Supriya Mondal

Personal information
- Born: Supriya Mondal 12 January 1997 (age 29) Shahpur, West Bengal, India

Sport
- Country: India
- Sport: Badminton
- Coached by: Nihar Ameen
- Event: Butterfly, Individual Medley

Medal record
Representing India
Men's Swimming
70th Glenmark Senior National Aquatic Championship-20168
| Silver medal – second place | Ranchi | 100m Butterfly |
| Silver medal – second place | Ranchi | 200m Butterfly |

= Supriya Mondal =

Indian swimmer

Supriya Mondal (born 12 January 1997) is an Indian swimmer and trains at the Dolphin Academy, Bangalore under coach Nihar Ameen who has trained Olympians like Virdhawal Khade and Sandeep Sejwal.

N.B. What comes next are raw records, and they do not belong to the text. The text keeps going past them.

#[test]
fn test_unsupported_type() {
    let order = ByteOrder::LittleEndian;
    // Orientation is registered as SHORT only
    let entries = [RawEntry::long(order, TAG_ORIENTATION, 1)];

    let index = decode(single_directory_blob(order, &entries));
    assert!(index.root().unwrap().entries().is_empty());

    let index = decode_with(
        single_directory_blob(order, &entries),
        ScanOptions {
            universal_search: true,
        },
    );
    let root = index.root().unwrap();
    assert_eq!(root.entries().len(), 1);
    assert_eq!(root.entries()[0].tag_type().name(), "LONG");
}

#[test]
fn test_universal_search_recovers_misplaced_tag() {
    let order = ByteOrder::LittleEndian;
    let entries = [
        RawEntry::short(order, TAG_ORIENTATION, 1),
        // PixelXDimension belongs in the Exif directory
        RawEntry::long(order, TAG_PIXEL_X_DIMENSION, 640),
    ];

    let index = decode(single_directory_blob(order, &entries));
    assert_eq!(index.root().unwrap().entries().len(), 1);

    let index = decode_with(
        single_directory_blob(order, &entries),
        ScanOptions {
            universal_search: true,
        },
    );
    let root = index.root().unwrap();
    assert_eq!(root.entries().len(), 2);
    assert_eq!(root.entries()[1].tag_name(), "PixelXDimension");
    assert_eq!(root.entries()[1].format().unwrap(), "[640]");

    let unknown = index.unknown_tags();
    assert_eq!(unknown.len(), 1);
    assert_eq!(unknown[0].path, "IFD");
    assert_eq!(unknown[0].tag_id, TAG_PIXEL_X_DIMENSION);
    assert_eq!(unknown[0].matched_path.as_deref(), Some("IFD/Exif"));
}

#[test]
fn test_self_linked_directory_terminates() {
    let order = ByteOrder::BigEndian;
    let mut writer = BlobWriter::new(order);
    writer.directory(
        "ifd0",
        &[RawEntry::short(order, TAG_ORIENTATION, 1)],
        Some("ifd0"),
    );
    let index = decode(writer.finish());

    assert_eq!(index.len(), 1);
    let root = index.root().unwrap();
    assert_eq!(root.next_offset(), 0);
    assert!(root.next_sibling().is_none());
}

#[test]
fn test_two_directory_cycle_terminates() {
    let order = ByteOrder::LittleEndian;
    let mut writer = BlobWriter::new(order);
    writer.directory("ifd0", &[RawEntry::short(order, TAG_ORIENTATION, 1)], Some("ifd1"));
    writer.directory("ifd1", &[RawEntry::short(order, 0x0103, 6)], Some("ifd0"));
    let index = decode(writer.finish());

    assert_eq!(index.len(), 2);
    let ifd1 = index.root().unwrap().next_sibling().unwrap();
    assert_eq!(ifd1.identity().to_string(), "IFD1");
    assert!(ifd1.next_sibling().is_none());
}

// =============================================================================
// Structural errors
// =============================================================================

#[test]
fn test_truncated_header() {
    let result = collect(
        vec![0x49, 0x49, 0x2A, 0x00, 0x08, 0x00],
        TagRegistry::standard(),
        ScanOptions::default(),
    );
    match result {
        Err(err @ ExifError::HeaderTooShort { actual: 6 }) => assert!(err.is_header_invalid()),
        other => panic!("unexpected result {:?}", other.map(|(h, _)| h)),
    }
}

#[test]
fn test_bad_signature() {
    let result = collect(
        b"GIF89a\0\0\0\0".to_vec(),
        TagRegistry::standard(),
        ScanOptions::default(),
    );
    assert!(matches!(result, Err(ExifError::InvalidSignature(_))));
}

#[test]
fn test_first_directory_out_of_bounds() {
    let mut writer = BlobWriter::new(ByteOrder::LittleEndian);
    writer.set_first_offset(1000);
    let blob = writer.finish();

    let result = collect(blob.clone(), TagRegistry::standard(), ScanOptions::default());
    assert!(matches!(result, Err(ExifError::OffsetInvalid { offset: 1000, .. })));

    // A visiting scan logs the unreachable directory and stops.
    let mut ignore = |_: &Entry| -> Result<(), ExifError> { Ok(()) };
    let summary = visit(blob, TagRegistry::standard(), ScanOptions::default(), &mut ignore).unwrap();
    assert_eq!(summary.header.first_ifd_offset, 1000);
}

#[test]
fn test_far_value_out_of_bounds() {
    let order = ByteOrder::LittleEndian;
    let mut blob = single_directory_blob(order, &[RawEntry::ascii(TAG_MAKE, "Canon EOS")]);
    // Drop the far value but keep the table intact
    blob.truncate(blob.len() - 10);

    let index = decode(blob);
    let root = index.root().unwrap();
    let make = &root.entries()[0];
    assert!(!make.is_inline());
    assert!(matches!(make.value(), Err(ExifError::OffsetInvalid { .. })));

    let records = root.tag_records().unwrap();
    assert_eq!(records[0].value, "!MALFORMED");
}

#[test]
fn test_inline_multi_unit_values() {
    let order = ByteOrder::LittleEndian;
    // Four ASCII units fill the value field exactly
    let blob = single_directory_blob(
        order,
        &[RawEntry::new(TAG_MAKE, TYPE_ASCII, 4, b"Nik\0".to_vec())],
    );
    let index = decode(blob);
    assert_eq!(index.root().unwrap().entries()[0].format().unwrap(), "Nik");

    // A SHORT with two units fits inline as well
    let mut bytes = Vec::new();
    order.put_u16(&mut bytes, 8);
    order.put_u16(&mut bytes, 8);
    let blob = single_directory_blob(order, &[RawEntry::new(0x0102, TYPE_SHORT, 2, bytes)]);
    let index = decode(blob);
    let root = index.root().unwrap();
    let entry = &root.entries()[0];
    assert!(entry.is_inline());
    assert_eq!(entry.format().unwrap(), "[8 8]");
    assert_eq!(entry.format_first().unwrap(), "8...");
}

// =============================================================================
// Visiting scan
// =============================================================================

#[test]
fn test_visit_reports_every_entry() {
    let blob = sample_blob(ByteOrder::BigEndian);
    let len = blob.len() as u64;

    let mut paths = Vec::new();
    let mut visitor = |entry: &Entry| -> Result<(), ExifError> {
        paths.push(entry.identity().to_string());
        Ok(())
    };
    let summary = visit(blob, TagRegistry::standard(), ScanOptions::default(), &mut visitor).unwrap();

    assert_eq!(summary.header.byte_order, ByteOrder::BigEndian);
    assert_eq!(summary.furthest_offset, len);
    assert!(summary.unknown_tags.is_empty());
    assert_eq!(paths.len(), 22);
    assert_eq!(paths.iter().filter(|p| *p == "IFD/GPSInfo").count(), 9);
    assert_eq!(paths.iter().filter(|p| *p == "IFD1").count(), 3);
}
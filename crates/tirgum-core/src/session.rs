//! One owned translation session: direction, input, output and the request
//! lifecycle behind them.
//!
//! Requests are numbered in issue order. An outcome is applied only if its
//! number is not lower than the last applied one, so a slow response can never
//! overwrite the result of a request issued after it.

use std::sync::Arc;
use std::sync::atomic::{AtomicU64, Ordering};
use std::time::Duration;

use tirgum_translator::{TranslateError, Translator};
use tirgum_types::{Direction, Phase, SessionView};
use tokio::sync::watch;

use crate::connectivity::Connectivity;
use crate::debounce::Debouncer;

pub const OFFLINE_MESSAGE: &str = "You are offline. Please connect to the internet to translate.";
pub const FAILED_MESSAGE: &str = "Translation failed. Please try again.";
pub const CONNECT_MESSAGE: &str = "Error: Unable to connect to translation service.";

#[derive(Debug)]
enum Outcome {
    Cleared,
    Translated(String),
    Failed(&'static str),
}

struct SessionInner {
    translator: Arc<dyn Translator>,
    connectivity: Arc<dyn Connectivity>,
    last_issued: AtomicU64,
    view: watch::Sender<SessionView>,
}

impl SessionInner {
    fn issue(&self) -> u64 {
        self.last_issued.fetch_add(1, Ordering::SeqCst) + 1
    }

    fn set_input(&self, text: &str) {
        self.view.send_if_modified(|view| {
            if view.input == text {
                return false;
            }
            view.input = text.to_string();
            true
        });
    }

    fn clear(&self) {
        let seq = self.issue();
        self.apply(seq, "", Outcome::Cleared);
    }

    async fn run(&self, text: String) {
        let seq = self.issue();

        if text.trim().is_empty() {
            self.apply(seq, &text, Outcome::Cleared);
            return;
        }

        let direction = {
            let mut direction = Direction::default();
            self.view.send_modify(|view| {
                view.phase = Phase::Pending;
                direction = view.direction;
            });
            direction
        };

        if !self.connectivity.is_online().await {
            tracing::warn!("Request #{seq} skipped, no connection");
            self.apply(seq, &text, Outcome::Failed(OFFLINE_MESSAGE));
            return;
        }

        tracing::debug!("Request #{seq} {direction}: {} chars", text.chars().count());
        let outcome = match self.translator.translate_direction(&text, direction).await {
            Ok(translation) => Outcome::Translated(translation.text),
            Err(e) => Outcome::Failed(failure_message(seq, &e)),
        };

        self.apply(seq, &text, outcome);
    }

    /// `requested` is the input the outcome was produced for. If the input
    /// moved on since, the result is shown but the phase stays `Pending`.
    fn apply(&self, seq: u64, requested: &str, outcome: Outcome) -> bool {
        let applied = self.view.send_if_modified(|view| {
            if seq < view.applied_seq {
                return false;
            }
            view.applied_seq = seq;

            match &outcome {
                Outcome::Cleared => {
                    view.translated.clear();
                    view.error.clear();
                    view.phase = Phase::Idle;
                }
                Outcome::Translated(text) => {
                    view.translated = text.clone();
                    view.error.clear();
                    view.phase = Phase::Resolved;
                }
                Outcome::Failed(message) => {
                    view.translated.clear();
                    view.error = message.to_string();
                    view.phase = Phase::Failed;
                }
            }
            if view.input != requested && !matches!(outcome, Outcome::Cleared) {
                view.phase = Phase::Pending;
            }
            true
        });

        if !applied {
            tracing::debug!("Discarding stale outcome of request #{seq}: {outcome:?}");
        }
        applied
    }
}

fn failure_message(seq: u64, error: &TranslateError) -> &'static str {
    if error.is_transport() {
        tracing::error!("Request #{seq} could not reach the translation service: {error}");
        CONNECT_MESSAGE
    } else {
        tracing::warn!("Request #{seq} failed: {error}");
        FAILED_MESSAGE
    }
}

/// Translation state shared by the navbar and display panel.
///
/// Cloning is cheap and every clone drives the same session.
#[derive(Clone)]
pub struct TranslationSession {
    inner: Arc<SessionInner>,
    debouncer: Arc<Debouncer<String>>,
}

impl TranslationSession {
    pub fn new(
        translator: Arc<dyn Translator>,
        connectivity: Arc<dyn Connectivity>,
        direction: Direction,
        debounce: Duration,
    ) -> Self {
        let (view, _) = watch::channel(SessionView::new(direction));
        let inner = Arc::new(SessionInner {
            translator,
            connectivity,
            last_issued: AtomicU64::new(0),
            view,
        });

        let debounced = Arc::clone(&inner);
        let debouncer = Debouncer::new(debounce, move |text: String| {
            let inner = Arc::clone(&debounced);
            async move { inner.run(text).await }
        });

        Self {
            inner,
            debouncer: Arc::new(debouncer),
        }
    }

    pub fn subscribe(&self) -> watch::Receiver<SessionView> {
        self.inner.view.subscribe()
    }

    pub fn view(&self) -> SessionView {
        self.inner.view.borrow().clone()
    }

    pub fn direction(&self) -> Direction {
        self.inner.view.borrow().direction
    }

    /// Keystroke entry point, translation runs after the debounce delay
    pub fn on_input_change(&self, text: impl Into<String>) {
        let text = text.into();
        self.inner.set_input(&text);

        if text.trim().is_empty() {
            self.debouncer.cancel();
            self.inner.clear();
            return;
        }

        self.inner.view.send_modify(|view| view.phase = Phase::Pending);
        self.debouncer.call(text);
    }

    /// Set the input and translate it right away
    pub async fn request(&self, text: impl Into<String>) {
        let text = text.into();
        self.debouncer.cancel();
        self.inner.set_input(&text);
        self.inner.run(text).await;
    }

    pub async fn translate_now(&self) {
        let input = self.inner.view.borrow().input.clone();
        self.request(input).await;
    }

    /// Run a debounced translation that has not fired yet. Returns false if
    /// nothing was pending.
    pub async fn flush(&self) -> bool {
        if !self.debouncer.cancel() {
            return false;
        }
        self.translate_now().await;
        true
    }

    /// Update the direction without translating, returns true if it changed
    pub fn change_direction(&self, direction: Direction) -> bool {
        let changed = self.inner.view.send_if_modified(|view| {
            if view.direction == direction {
                return false;
            }
            view.direction = direction;
            true
        });

        if changed {
            tracing::info!("Direction set to {direction}");
        }
        changed
    }

    /// Change direction, re-translating the current input if it changed
    pub async fn set_direction(&self, direction: Direction) {
        if self.change_direction(direction) {
            self.translate_now().await;
        }
    }

    pub async fn swap_direction(&self) {
        self.set_direction(self.direction().toggled()).await;
    }
}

Srikanth is supported by the GoSports Foundation, Bangalore and has been part of their scholarship programme since 2012.

==Personal life==
Supriya Mondal hails from a little fishing village in Shahpur, West Bengal.

==Career==

===Early career===

Mondal won gold medal in the 100m and 200m butterfly events, and a silver medal in the 50m butterfly event at the Junior National Championships in Goa, 2009. In the 39th Junior National Aquatic Championship, Chennai 2012, Mondal took one gold and one silver in the 100m and 200m butterfly events respectively.

===2013===

Mondal represented India at the 2013 Asian Youth Games in Nanjing, China and finished 6th in the 200m butterfly event. In the 40th junior nationals in Hyderabad he won two gold and a silver, creating the national record in the 200m butterfly event along the way. At the senior nationals in Trivandrum, Mondal collected a silver in 200m butterfly and a bronze in the 100m of the same discipline.

===2014===
Mondal was awarded the best swimmer title in the 41st junior nationals in Bhopal. He finished the tournament with 5 gold and another national record. He won 2 gold and 1 silver medal at the 1st Dubai International Aquatic Championships. The youngster clocked 2:03.93s in the 200m butterfly, achieving the 'A' qualification required to compete in the same event in the 2014 Summer Youth Olympics, Nanjing, China.

==Personal==
Born in a very modest family, Mondal's father is a fisherman and his mother a home maker. Mondal started swimming in a small pond in Shahpur, West Bengal. His talent did not go unnoticed. Sanjib Chakraborty, his mentor and husband of famous Bengali swimmer, Bula Choudhury, taught him the rules of professional swimming and helped him hone his skills. Supriya's talent was soon discovered by the GoSports Foundation in 2012, who helped relocate him to Bangalore to train under Nihar Ameen. The Foundation has since been supporting him with training, equipment as well as gaining tournament exposure.